N.Y. State 817, ¶14. The opinion cites the Disciplinary Rule predecessors to Rules 8.4(b), (c) and (d). In N.Y. State 882 we said the amount of the gross-up and the amount of the seller’s concession must be “expressly and meaningfully disclosed in all documents that state the sales price, including but not limited to the contract of sale, the HUD-1 Settlement Statement, and all other documents that the attorneys prepare, review or approve.”
6. The question presented in the current inquiry is whether filling out these two forms as required by the forms and their instructions is a misrepresentation. It is not. The governmental entities that use these forms have specified how the sale price should be reported, for the particular purposes of the governmental entities. Furthermore, failure to disclose the gross up does not undermine the purpose of the form or result in either entity receiving less in taxes than it would have in the absence of the gross-up. In the case of the TP-584, where the sale price was grossed up, the tax is computed on the grossed-up amount, potentially resulting in higher transfer taxes. In the case of the RP-5217, if there has been a gross-up, the sale price for purposes of tax assessments would be the price net of the gross-up. But if there had been no gross up and seller concession, the sale price for purposes of tax assessments would also have been the net price. Consequently, if a lawyer states the purchase price on each form in accordance with the instructions for the form, there cannot be a misrepresentation.
7. In the case of the RP-5217, this conclusion differs from our conclusion regarding that form in N.Y. State 882. That opinion involved a contract for the sale of a home for $306,000, and a seller’s concession of $6,000 to pay for closing costs, where the sales contract expressly stated that the sales price had been increased by $6,000. We discussed disclosures in a number of closing documents, including the RP-5217. Of that form, we said:
We assume that the real property will be assessed based upon the $306,000 disclosed sales price, not the $300,000 actual price, unless the documents make clear to the assessor that the true sales price was $300,000. See RP-5217 Real property Transfer Report Instructions ¶13, (requiring that the seller’s concession be deducted to reach the actual or full sales price.)

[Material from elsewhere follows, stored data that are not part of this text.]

//! Recurrence rollover.
//!
//! When a recurring parallel or serial task reaches its due time, its whole
//! cycle restarts: every completed descendant is uncompleted (and stripped
//! of any stale due date), then the recurring task itself is completed so
//! the store advances it to the next occurrence. This crate never computes
//! the next occurrence date itself.
//!
//! Rollover runs to completion for a whole tree before activation looks at
//! it. The two passes share a [`RolloverOverlay`] so activation sees the
//! post-rollover completion and due state instead of the stale fetch.

use crate::engine::tree::{ProjectTree, TaskNode};
use crate::model::{Due, Snapshot, Task};
use crate::mutation::Mutation;
use chrono::NaiveDateTime;
use log::debug;
use std::collections::{HashMap, HashSet};

/// Completion and due-date state as it will be once rollover mutations are
/// applied. Tasks the rollover did not touch fall through to the snapshot.
#[derive(Debug, Default)]
pub struct RolloverOverlay {
    checked: HashMap<String, bool>,
    cleared_due: HashSet<String>,
    rolled_over: HashSet<String>,
}

impl RolloverOverlay {
    /// Effective completion flag of a task after rollover.
    pub fn is_checked(&self, task: &Task) -> bool {
        self.checked.get(&task.id).copied().unwrap_or(task.checked)
    }

    /// Whether this run's rollover completed the task. Its subtree still
    /// gets resolved: the new cycle starts in the same run.
    pub fn was_rolled_over(&self, task: &Task) -> bool {
        self.rolled_over.contains(&task.id)
    }

    /// Effective due entry of a task after rollover.
    pub fn due_of<'a>(&self, task: &'a Task) -> Option<&'a Due> {
        if self.cleared_due.contains(&task.id) {
            None
        } else {
            task.due.as_ref()
        }
    }
}

/// Run the rollover pass over one project tree.
///
/// Returns the mutations to commit (descendant uncompletes strictly before
/// the recurring task's own complete) and the overlay for the activation
/// pass.
pub fn roll_over(
    tree: &ProjectTree,
    snapshot: &Snapshot,
    now: NaiveDateTime,
) -> (Vec<Mutation>, RolloverOverlay) {
    let mut mutations = Vec::new();
    let mut overlay = RolloverOverlay::default();
    for root in &tree.roots {
        visit(root, snapshot, now, false, &mut mutations, &mut overlay);
    }
    (mutations, overlay)
}

fn visit(
    node: &TaskNode,
    snapshot: &Snapshot,
    now: NaiveDateTime,
    reactivating: bool,
    mutations: &mut Vec<Mutation>,
    overlay: &mut RolloverOverlay,
) {
    let task = &snapshot.tasks[node.task];

    let triggers = !task.checked
        && node.mode.is_tagged()
        && task
            .due
            .as_ref()
            .is_some_and(|due| due.is_recurring && due.is_past(now));

    if reactivating && task.checked {
        debug!("task {}: uncompleting for recurrence restart", task.id);
        mutations.push(Mutation::Uncomplete {
            id: task.id.clone(),
        });
        if task.due.is_some() {
            mutations.push(Mutation::ClearDue {
                id: task.id.clone(),
            });
            overlay.cleared_due.insert(task.id.clone());
        }
        overlay.checked.insert(task.id.clone(), false);
    }

    let restart_subtree = reactivating || triggers;
    for child in &node.children {
        visit(child, snapshot, now, restart_subtree, mutations, overlay);
    }

    // Completing the recurring task comes after its descendants were
    // uncompleted, so the store never sees a fully-completed cycle vanish.
    if triggers {
        debug!("task {}: recurring cycle is due, completing", task.id);
        mutations.push(Mutation::Complete {
            id: task.id.clone(),
        });
        overlay.checked.insert(task.id.clone(), true);
        overlay.rolled_over.insert(task.id.clone());
    }
}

8. Upon reconsideration, for the reasons stated in paragraph 6 above, we do not believe that failure to disclose the gross-up is misleading to the government or to other persons who may see the forms. There are no foreseeable negative consequences within the meaning of N.Y. State 817. This situation is markedly different from failure to disclose the gross-up on other transaction documents, such as the sales contract and the HUD-1 Form, where other parties affected by the transaction (including lenders and subsequent purchasers of the mortgage) may be misled as to the terms of the transaction and there may be foreseeable negative consequences (e.g. the bank lending more than it otherwise would, or a purchaser assuming that a stated sales concession is a genuine sales concession and not an inducement to purchase). To the extent N.Y. State 882 reaches a different conclusion, it is hereby modified.
9. A lawyer may participate in a real estate transaction where the form TP-584 reports the full (gross) sales price and does not disclose that a seller’s concession is a part of the transaction, and the form RP-5217 reports the sale price as the price net of the seller’s concession, and does not disclose that the purchase price was grossed up prior to application of the seller’s concession, even though this will result in a different sale price on the two documents. Neither document is misleading within the meaning of this Committee’s prior opinions on seller’s concessions, because the forms are completed in accordance with their instructions and the lack of disclosure will not result in foreseeable negative consequences.